DESCRIPTION OF THE TASK -
Would you count how many lines of the entries below include the word "crate"? Give nothing but the number.

SUPPLIED INFORMATION -
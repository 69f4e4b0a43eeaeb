//! Symbol Resolver (C6): resolves column references (qualified or not) to
//! fully-qualified `ColumnRef`s plus a confidence score.

use crate::config::{AmbiguityPolicy, AnalysisConfig};
use crate::error::LineageError;
use crate::model::ColumnRef;
use crate::schema::SchemaProvider;
use crate::scope::Scope;
use crate::warning::WarningCollector;

pub struct SymbolResolver<'a, 'p> {
    scope: &'a Scope<'p>,
    schema: Option<&'a dyn SchemaProvider>,
    config: &'a AnalysisConfig,
}

impl<'a, 'p> SymbolResolver<'a, 'p> {
    pub fn new(
        scope: &'a Scope<'p>,
        schema: Option<&'a dyn SchemaProvider>,
        config: &'a AnalysisConfig,
    ) -> Self {
        Self {
            scope,
            schema,
            config,
        }
    }

    /// Resolves `column`, optionally qualified by `qualifier` (spec.md §4.7).
    pub fn resolve(
        &self,
        column: &str,
        qualifier: Option<&str>,
        warnings: &mut WarningCollector,
    ) -> Result<(ColumnRef, f64), LineageError> {
        match qualifier {
            Some(qualifier) => self.resolve_qualified(column, qualifier),
            None => self.resolve_unqualified(column, warnings),
        }
    }

    fn resolve_qualified(
        &self,
        column: &str,
        qualifier: &str,
    ) -> Result<(ColumnRef, f64), LineageError> {
        let table_ref = self.scope.lookup_table(qualifier).ok_or_else(|| {
            let available: Vec<String> = self
                .scope
                .tables()
                .map(|t| t.effective_name().to_string())
                .collect();
            LineageError::unresolved_reference(
                format!("{qualifier}.{column}"),
                format!("table alias '{qualifier}' not found in scope; available: {available:?}"),
            )
        })?;

        if self.config.validate_against_schema {
            if let Some(schema) = self.schema {
                if !schema.column_exists(&table_ref.table, column) {
                    return Err(LineageError::schema_validation(format!(
                        "column '{column}' does not exist on table '{}'",
                        table_ref.table
                    )));
                }
            }
        }

        let mut col_ref = ColumnRef::new(table_ref.table.clone(), column);
        if let Some(alias) = &table_ref.alias {
            col_ref = col_ref.with_alias(alias.clone());
        }
        if let Some(schema) = &table_ref.schema {
            col_ref = col_ref.with_schema(schema.clone());
        }
        if let Some(db) = &table_ref.database {
            col_ref = col_ref.with_database(db.clone());
        }
        Ok((col_ref, 0.95))
    }

    fn resolve_unqualified(
        &self,
        column: &str,
        warnings: &mut WarningCollector,
    ) -> Result<(ColumnRef, f64), LineageError> {
        if self.config.require_table_prefix {
            return Err(LineageError::ambiguous_column(column, Vec::new(), None));
        }

        let tables: Vec<_> = self.scope.tables().collect();

        if tables.len() == 1 {
            let table_ref = tables[0];
            let confidence = self.confidence_for_single_table(table_ref, column);
            let mut col_ref = ColumnRef::new(table_ref.table.clone(), column);
            if let Some(alias) = &table_ref.alias {
                col_ref = col_ref.with_alias(alias.clone());
            }
            return Ok((col_ref, confidence));
        }

        if self.schema.is_some() || self.has_registered_columns() {
            let candidates: Vec<&ColumnRef> = self.scope.columns_named(column);
            match candidates.len() {
                0 => {
                    if self.config.validate_against_schema {
                        return Err(LineageError::schema_validation(format!(
                            "column '{column}' not found in any in-scope table"
                        )));
                    }
                    warnings.warn(format!(
                        "column '{column}' not found in any known table; guessing first FROM-clause table"
                    ));
                    let table_ref = tables[0];
                    return Ok((ColumnRef::new(table_ref.table.clone(), column), 0.3));
                }
                1 => return Ok((candidates[0].clone(), 1.0)),
                _ => {
                    return self.disambiguate(column, candidates, &tables, warnings);
                }
            }
        }

        self.disambiguate_without_schema(column, &tables, warnings)
    }

    fn confidence_for_single_table(&self, table_ref: &crate::model::TableRef, column: &str) -> f64 {
        if let Some(schema) = self.schema {
            if schema.columns_of(&table_ref.table).is_empty() {
                1.0
            } else if schema.column_exists(&table_ref.table, column) {
                1.0
            } else if self.config.validate_against_schema {
                1.0
            } else {
                0.3
            }
        } else {
            0.95
        }
    }

    fn has_registered_columns(&self) -> bool {
        self.scope.columns().next().is_some()
            || self.scope.tables().any(|t| !self.scope_columns_for(t).is_empty())
    }

    fn scope_columns_for(&self, table_ref: &crate::model::TableRef) -> Vec<String> {
        if let Some(schema) = self.schema {
            schema.columns_of(&table_ref.table)
        } else {
            Vec::new()
        }
    }

    fn disambiguate(
        &self,
        column: &str,
        candidates: Vec<&ColumnRef>,
        tables: &[&crate::model::TableRef],
        warnings: &mut WarningCollector,
    ) -> Result<(ColumnRef, f64), LineageError> {
        match self.config.ambiguity_policy {
            AmbiguityPolicy::Fail => {
                let candidate_names: Vec<String> =
                    candidates.iter().map(|c| c.table.clone()).collect();
                let suggestion = candidates
                    .iter()
                    .map(|c| format!("{}.{}", c.table, column))
                    .collect::<Vec<_>>()
                    .join(" or ");
                Err(LineageError::ambiguous_column(
                    column,
                    candidate_names,
                    Some(suggestion),
                ))
            }
            AmbiguityPolicy::Warn => {
                let chosen = first_in_from_order(&candidates, tables);
                warnings.ambiguity(
                    column,
                    &candidates.iter().map(|c| c.table.clone()).collect::<Vec<_>>(),
                    &chosen.table,
                );
                Ok((chosen, 0.6))
            }
            AmbiguityPolicy::Ignore => {
                let chosen = first_in_from_order(&candidates, tables);
                Ok((chosen, 0.8))
            }
        }
    }

    fn disambiguate_without_schema(
        &self,
        column: &str,
        tables: &[&crate::model::TableRef],
        warnings: &mut WarningCollector,
    ) -> Result<(ColumnRef, f64), LineageError> {
        let candidate_names: Vec<String> = tables.iter().map(|t| t.table.clone()).collect();
        match self.config.ambiguity_policy {
            AmbiguityPolicy::Fail => Err(LineageError::ambiguous_column(
                column,
                candidate_names,
                Some(
                    tables
                        .iter()
                        .map(|t| format!("{}.{}", t.effective_name(), column))
                        .collect::<Vec<_>>()
                        .join(" or "),
                ),
            )),
            AmbiguityPolicy::Warn => {
                let table_ref = tables[0];
                warnings.ambiguity(column, &candidate_names, &table_ref.table);
                Ok((ColumnRef::new(table_ref.table.clone(), column), 0.6))
            }
            AmbiguityPolicy::Ignore => {
                let table_ref = tables[0];
                Ok((ColumnRef::new(table_ref.table.clone(), column), 0.5))
            }
        }
    }

    /// Expands `*` (no qualifier) or `table.*` into the columns each
    /// in-scope table is known to have.
    pub fn resolve_star(&self, qualifier: Option<&str>) -> Result<Vec<ColumnRef>, LineageError> {
        match qualifier {
            Some(qualifier) => {
                let table_ref = self.scope.lookup_table(qualifier).ok_or_else(|| {
                    LineageError::unresolved_reference(
                        format!("{qualifier}.*"),
                        format!("table alias '{qualifier}' not found in scope"),
                    )
                })?;
                let columns = self.columns_for(table_ref);
                if columns.is_empty() && self.config.expand_wildcards {
                    return Err(LineageError::schema_validation(format!(
                        "cannot expand '{qualifier}.*': no column information for table '{}'",
                        table_ref.table
                    )));
                }
                Ok(columns
                    .into_iter()
                    .map(|c| {
                        let mut col_ref = ColumnRef::new(table_ref.table.clone(), c);
                        if let Some(alias) = &table_ref.alias {
                            col_ref = col_ref.with_alias(alias.clone());
                        }
                        col_ref
                    })
                    .collect())
            }
            None => {
                if !self.config.expand_wildcards {
                    return Ok(Vec::new());
                }
                let mut seen = std::collections::HashSet::new();
                let mut out = Vec::new();
                let mut any_known = false;
                for table_ref in self.scope.tables() {
                    let columns = self.columns_for(table_ref);
                    if !columns.is_empty() {
                        any_known = true;
                    }
                    for column in columns {
                        if seen.insert(column.to_lowercase()) {
                            out.push(ColumnRef::new(table_ref.table.clone(), column));
                        }
                    }
                }
                if !any_known {
                    return Err(LineageError::schema_validation(
                        "cannot expand '*': no column information for any in-scope table",
                    ));
                }
                Ok(out)
            }
        }
    }

    fn columns_for(&self, table_ref: &crate::model::TableRef) -> Vec<String> {
        let from_scope: Vec<String> = self
            .scope
            .columns()
            .filter(|(_, refs)| refs.iter().any(|r| r.table == table_ref.table))
            .map(|(name, _)| name.clone())
            .collect();
        if !from_scope.is_empty() {
            return from_scope;
        }
        self.scope_columns_for(table_ref)
    }

    /// Maps each `USING(col)` name to the left (first) table's column.
    pub fn handle_using(&self, column_names: &[String]) -> Vec<ColumnRef> {
        let tables: Vec<_> = self.scope.tables().collect();
        let first = tables.first();
        column_names
            .iter()
            .map(|name| match first {
                Some(table_ref) => {
                    let mut col_ref = ColumnRef::new(table_ref.table.clone(), name.clone());
                    if let Some(alias) = &table_ref.alias {
                        col_ref = col_ref.with_alias(alias.clone());
                    }
                    col_ref
                }
                None => ColumnRef::new("", name.clone()),
            })
            .collect()
    }
}

fn first_in_from_order(candidates: &[&ColumnRef], tables: &[&crate::model::TableRef]) -> ColumnRef {
    for table_ref in tables {
        if let Some(found) = candidates.iter().find(|c| c.table == table_ref.table) {
            return (*found).clone();
        }
    }
    (*candidates[0]).clone()
}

SOLVED PROBLEM -
12